Microsoft has touted the 145,000 apps available for Windows Phone, but new research shows that when it comes to the most popular apps, Windows Phone lags well behind both iOS and Android. Canalys has found that the Windows Phone store has only about a third of the apps that are most popular with Android and iOS users.
According to Canalys, the the Windows Phone store has 16 of the most popular 50 free Apple App Store apps, and 14 of the most popular 50 paid apps. It has 22 of the most popular 50 free Google Play store's apps and 13 of the most popular 50 paid. Overall, that amounts to 65 out of the top 200 free and paid apps in its competitors' stores, just under 33 percent.
The numbers aren't quite that bad when you take into account that some of the most popular apps are either designed for a specific ecosystem (such as "Find my iPhone") or take advantage of features that Windows Phone doesn't have, such as the ability to use a phone as a flashlight. Still, even when you take that into account, it doesn't change the picture much.
Microsoft isn't alone in having this problem. Canalys found that BlackBerry similarly has a low percent of the most popular apps available for iOS and Android.
The lack of popular apps isn't just a PR problem -- it's directly connected to the success of a phone's operating system. Canalys Senior Analyst Tim Shepherd says:
"The availability of key apps is a factor in motivating consumers' initial mobile device purchasing decisions, and it will only become more so. But moreover, it is a major factor in determining ongoing consumer satisfaction...It is therefore imperative for the success of both Windows Phone and BlackBerry that their respective app ecosystems attract and offer the high-quality content that consumers want and would otherwise miss."
The report noted that Google Play and the Apple App Store each have more than 800,000 apps. But Shepherd says that raw numbers don't tell the whole story. Instead, it's important that Windows phone and Blackberry each carry a full complement of top-notch apps in all categories:
"At a certain point, how many apps are in a store becomes irrelevant. Offering 100 different unit converters or weather apps is not a valuable choice. What is now far more important for BlackBerry and Microsoft is to focus on plugging inventory gaps and making sure they offer the right apps; to focus on quality and local relevance, not quantity. They must ensure they are attracting and proactively encouraging apps from the locally relevant brands in their key markets, such as retailers, banks, transport services and airlines, news, sport and weather providers, and popular online content, services, communities and games."
The news hasn't been all bad for Windows Phone recently, though.
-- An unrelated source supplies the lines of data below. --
use std::collections::VecDeque;

use petgraph::graph::{NodeIndex, UnGraph};
use tracing::debug;

use crate::{
    Graph, Path,
    error::{Error, Result},
};

/// A segment of the graph relative to the cycle: the walk itself and the
/// positions on the cycle where it touches it, sorted.
#[derive(Debug, Clone, PartialEq, Eq)]
pub struct InterlacementVertex {
    pub path: Path,
    pub attachments: Vec<usize>,
}

/// Why two segments cannot lie on the same side of the cycle.
#[derive(Debug, Clone, Copy, PartialEq, Eq)]
pub enum InterlacementEdge {
    /// The segments share at least three attachments.
    SharedAttachments,
    /// Attachments of the segments alternate around the cycle.
    Alternating,
}

/// Side of the cycle a segment is drawn on.
#[derive(Debug, Clone, Copy, PartialEq, Eq, Hash)]
pub enum Side {
    Inside,
    Outside,
}

impl Side {
    pub fn flip(self) -> Self {
        match self {
            Side::Inside => Side::Outside,
            Side::Outside => Side::Inside,
        }
    }
}

/// Outcome of 2-colouring the interlacement graph.
#[derive(Debug, Clone, PartialEq, Eq)]
pub enum Orientation {
    /// A side for every segment, no two interlacing segments share a side.
    Consistent(Vec<Side>),
    /// Segments forming an odd cycle of interlacing pairs, in cycle order.
    Obstructed(Vec<usize>),
}

impl Orientation {
    pub fn is_consistent(&self) -> bool {
        matches!(self, Orientation::Consistent(_))
    }
}

/// Conflict graph of segments relative to a cycle.
///
/// Vertex `i` of the graph is the `i`-th segment passed to [`Interlacement::new`].
#[derive(Debug, Clone)]
pub struct Interlacement {
    cycle: Path,
    graph: UnGraph<InterlacementVertex, InterlacementEdge>,
}

impl Interlacement {
    /// Builds the interlacement graph of `segments` relative to `cycle`.
    ///
    /// `cycle` must be a closed walk visiting no vertex twice. Every edge of
    /// the cycle and of the segments must belong to `graph`. A segment's
    /// attachments are its vertices that lie on the cycle.
    pub fn new<V>(graph: &Graph<V>, cycle: Path, segments: Vec<Path>) -> Result<Self> {
        if !cycle.is_simple_cycle() {
            return Err(Error::InvalidPath(
                "interlacement needs a cycle without repeated vertices".into(),
            ));
        }
        for path in std::iter::once(&cycle).chain(&segments) {
            check_walk(graph, path)?;
        }

        let mut position = vec![usize::MAX; graph.vertex_count()];
        for (i, v) in cycle.vertices()[..cycle.len()].iter().enumerate() {
            position[v.index()] = i;
        }

        let mut ret = Self {
            cycle,
            graph: UnGraph::with_capacity(segments.len(), 0),
        };

        for path in segments {
            let mut attachments: Vec<usize> = path
                .vertices()
                .iter()
                .map(|v| position[v.index()])
                .filter(|&p| p != usize::MAX)
                .collect();
            radsort::sort(&mut attachments);
            attachments.dedup();
            ret.graph.add_node(InterlacementVertex { path, attachments });
        }

        let k = ret.graph.node_count();
        for i in 0..k {
            for j in i + 1..k {
                if let Some(kind) = ret.conflict(i, j) {
                    ret.graph.add_edge(NodeIndex::new(i), NodeIndex::new(j), kind);
                }
            }
        }

        debug!(
            segments = k,
            conflicts = ret.graph.edge_count(),
            "interlacement graph built"
        );

        Ok(ret)
    }

    fn conflict(&self, i: usize, j: usize) -> Option<InterlacementEdge> {
        let a = &self.graph[NodeIndex::new(i)].attachments;
        let b = &self.graph[NodeIndex::new(j)].attachments;

        let shared = a.iter().filter(|x| b.binary_search(x).is_ok()).count();
        if shared >= 3 {
            Some(InterlacementEdge::SharedAttachments)
        } else if !self.within_arc(a, b) {
            Some(InterlacementEdge::Alternating)
        } else {
            None
        }
    }

    /// Returns `true` when all of `b` lies on one closed arc between two
    /// consecutive attachments of `a`.
    fn within_arc(&self, a: &[usize], b: &[usize]) -> bool {
        if a.len() < 2 {
            return true;
        }
        let len = self.cycle.len();
        let offset = |from: usize, to: usize| (to + len - from) % len;

        (0..a.len()).any(|i| {
            let from = a[i];
            let to = a[(i + 1) % a.len()];
            let span = offset(from, to);
            b.iter().all(|&x| offset(from, x) <= span)
        })
    }

    pub fn cycle(&self) -> &Path {
        &self.cycle
    }

    pub fn segment_count(&self) -> usize {
        self.graph.node_count()
    }

    pub fn segment(&self, i: usize) -> &InterlacementVertex {
        &self.graph[NodeIndex::new(i)]
    }

    pub fn conflict_count(&self) -> usize {
        self.graph.edge_count()
    }

    /// Returns `true` when segments `i` and `j` interlace.
    pub fn interlace(&self, i: usize, j: usize) -> bool {
        self.graph
            .find_edge(NodeIndex::new(i), NodeIndex::new(j))
            .is_some()
    }

    /// Segments interlacing with segment `i`, in increasing order.
    pub fn conflicts(&self, i: usize) -> Vec<usize> {
        let mut ret: Vec<usize> = self
            .graph
            .neighbors(NodeIndex::new(i))
            .map(|v| v.index())
            .collect();
        radsort::sort(&mut ret);
        ret
    }

    pub fn as_petgraph(&self) -> &UnGraph<InterlacementVertex, InterlacementEdge> {
        &self.graph
    }

    /// Puts every segment on a side of the cycle so that interlacing segments
    /// are on different sides, or finds an odd cycle of interlacing segments.
    pub fn orientation(&self) -> Orientation {
        let k = self.graph.node_count();
        let mut side: Vec<Option<Side>> = vec![None; k];
        let mut parent = vec![usize::MAX; k];
        let mut depth = vec![0usize; k];

        for root in 0..k {
            if side[root].is_some() {
                continue;
            }
            side[root] = Some(Side::Inside);
            let mut queue = VecDeque::from([root]);

            while let Some(u) = queue.pop_front() {
                for v in self.graph.neighbors(NodeIndex::new(u)).map(|v| v.index()) {
                    match side[v] {
                        None => {
                            side[v] = side[u].map(Side::flip);
                            parent[v] = u;
                            depth[v] = depth[u] + 1;
                            queue.push_back(v);
                        }
                        Some(s) if Some(s) == side[u] => {
                            return Orientation::Obstructed(odd_cycle(u, v, &parent, &depth));
                        }
                        Some(_) => {}
                    }
                }
            }
        }

        Orientation::Consistent(side.into_iter().map(|s| s.unwrap_or(Side::Inside)).collect())
    }

    pub fn is_bipartite(&self) -> bool {
        self.orientation().is_consistent()
    }
}

/// Every vertex and edge of `path` belongs to `graph` and each edge joins the
/// vertices it is walked between.
fn check_walk<V>(graph: &Graph<V>, path: &Path) -> Result<()> {
    if let Some(&v) = path.vertices().iter().find(|&&v| !graph.contains_vertex(v)) {
        return Err(Error::UnknownVertex(v));
    }
    for (i, &e) in path.edges().iter().enumerate() {
        let (s, t) = graph.endpoints(e)?;
        let (x, y) = (path.vertices()[i], path.vertices()[i + 1]);
        if (s, t) != (x, y) && (s, t) != (y, x) {
            return Err(Error::InvalidPath(format!(
                "edge {e:?} does not join {x:?} and {y:?}"
            )));
        }
    }
    Ok(())
}

/// Closes the tree paths from `u` and `v` to their lowest common ancestor
/// with the edge `u`-`v`.
fn odd_cycle(mut u: usize, mut v: usize, parent: &[usize], depth: &[usize]) -> Vec<usize> {
    let mut from_u = vec![u];
    let mut from_v = vec![v];
    while depth[u] > depth[v] {
        u = parent[u];
        from_u.push(u);
    }
    while depth[v] > depth[u] {
        v = parent[v];
        from_v.push(v);
    }
    while u != v {
        u = parent[u];
        v = parent[v];
        from_u.push(u);
        from_v.push(v);
    }
    from_v.pop();
    from_u.extend(from_v.into_iter().rev());
    from_u
}

#[cfg(test)]
mod tests {
    use super::*;
    use crate::{
        testing::graph_from,
        types::{EdgeId, VertexId},
    };

    /// Cycle 0..n plus the given chords.
    fn cycle_and_chords(n: usize, chords: &[(usize, usize)]) -> (Graph, Path, Vec<Path>) {
        let mut edges: Vec<_> = (0..n).map(|i| (i, (i + 1) % n)).collect();
        edges.extend_from_slice(chords);
        let g = graph_from(n, &edges);
        let cycle = Path::new(&g, VertexId::new(0), (0..n).map(EdgeId::new).collect()).unwrap();
        let segments = (n..n + chords.len())
            .map(|e| Path::from_edges(&g, vec![EdgeId::new(e)]).unwrap())
            .collect();
        (g, cycle, segments)
    }

    #[test]
    fn test_single_chord_is_consistent() {
        let (g, cycle, segments) = cycle_and_chords(6, &[(0, 3)]);
        let interlacement = Interlacement::new(&g, cycle, segments).unwrap();
        assert_eq!(interlacement.segment(0).attachments, vec![0, 3]);
        assert_eq!(interlacement.conflict_count(), 0);
        assert_eq!(
            interlacement.orientation(),
            Orientation::Consistent(vec![Side::Inside])
        );
    }

    #[test]
    fn test_crossing_chords_interlace() {
        let (g, cycle, segments) = cycle_and_chords(6, &[(0, 3), (1, 4), (3, 5), (0, 2)]);
        let interlacement = Interlacement::new(&g, cycle, segments).unwrap();

        assert!(interlacement.interlace(0, 1));
        assert!(!interlacement.interlace(0, 2)); // shares an endpoint
        assert!(!interlacement.interlace(0, 3));
        assert!(interlacement.interlace(1, 2));
        assert!(interlacement.interlace(1, 3));
        assert_eq!(interlacement.conflicts(1), vec![0, 2, 3]);

        match interlacement.orientation() {
            Orientation::Consistent(sides) => {
                assert_ne!(sides[0], sides[1]);
                assert_ne!(sides[1], sides[2]);
                assert_eq!(sides[0], sides[2]);
            }
            other => panic!("unexpected {other:?}"),
        }
    }

    #[test]
    fn test_pentagram_is_obstructed() {
        let (g, cycle, segments) =
            cycle_and_chords(5, &[(0, 2), (1, 3), (2, 4), (3, 0), (4, 1)]);
        let interlacement = Interlacement::new(&g, cycle, segments).unwrap();
        assert_eq!(interlacement.conflict_count(), 5);

        match interlacement.orientation() {
            Orientation::Obstructed(odd) => {
                assert_eq!(odd.len() % 2, 1);
                for i in 0..odd.len() {
                    assert!(interlacement.interlace(odd[i], odd[(i + 1) % odd.len()]));
                }
            }
            other => panic!("unexpected {other:?}"),
        }
    }

    #[test]
    fn test_three_shared_attachments() {
        // two stars, both hanging from 0, 2 and 4 of a hexagon
        let g = graph_from(
            8,
            &[
                (0, 1),
                (1, 2),
                (2, 3),
                (3, 4),
                (4, 5),
                (5, 0),
                (6, 0),
                (6, 2),
                (6, 4),
                (7, 0),
                (7, 2),
                (7, 4),
            ],
        );
        let e = EdgeId::new;
        let cycle = Path::new(&g, VertexId::new(0), (0..6).map(e).collect()).unwrap();
        let star = |a: usize| {
            Path::new(&g, VertexId::new(0), vec![e(a), e(a + 1), e(a + 1), e(a + 2)]).unwrap()
        };
        let interlacement = Interlacement::new(&g, cycle, vec![star(6), star(9)]).unwrap();

        assert_eq!(interlacement.segment(1).attachments, vec![0, 2, 4]);
        assert_eq!(
            interlacement.as_petgraph().edge_weights().next(),
            Some(&InterlacementEdge::SharedAttachments)
        );
        assert!(interlacement.is_bipartite());
    }

    #[test]
    fn test_rejects_walks_of_another_graph() {
        let (g, cycle, _) = cycle_and_chords(4, &[]);
        let other = graph_from(10, &[(0, 1), (9, 8)]);

        // edge 1 exists in both graphs, vertex 9 only in the larger one
        let foreign = Path::new(&other, VertexId::new(9), vec![EdgeId::new(1)]).unwrap();
        assert!(matches!(
            Interlacement::new(&g, cycle.clone(), vec![foreign]),
            Err(Error::UnknownVertex(v)) if v == VertexId::new(9)
        ));

        // vertices exist but edge 1 of `g` joins 1 and 2
        let other = graph_from(4, &[(0, 3), (0, 2)]);
        let mismatched = Path::new(&other, VertexId::new(0), vec![EdgeId::new(1)]).unwrap();
        assert!(matches!(
            Interlacement::new(&g, cycle, vec![mismatched]),
            Err(Error::InvalidPath(_))
        ));
    }

    #[test]
    fn test_rejects_non_cycles() {
        let (g, _, segments) = cycle_and_chords(4, &[(0, 2)]);
        let open = Path::new(&g, VertexId::new(0), vec![EdgeId::new(0), EdgeId::new(1)]).unwrap();
        assert!(matches!(
            Interlacement::new(&g, open, segments),
            Err(Error::InvalidPath(_))
        ));
    }
}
The latest figures from IDC show that Windows Phone has become the third most popular smartphone OS, edging past BlackBerry, with a 3.2 percent market share to BlackBerry's 2.9 percent. Even more important is that Windows Phone shipments have more than doubled in the past year, to 7 million in the first quarter.
That should help Windows Phone sign up developers. Developers understandably don't want to spend their time porting apps to an operating system that's failing, so Windows Phone growth may win some over. Still, 3.2 percent market share and 7 million units shipped in a quarter are dwarfed by Android's 75 percent market share and 162.1 million units shipped, and iPhone's 17.3 percent market share and 37.4 million phones shipped.
Microsoft clearly has a long way to go to plug the holes in the Windows Phone store. Until it closes the app gap between it and the iPhone and Android phones, it's not likely to become a serious competitor in the market to them.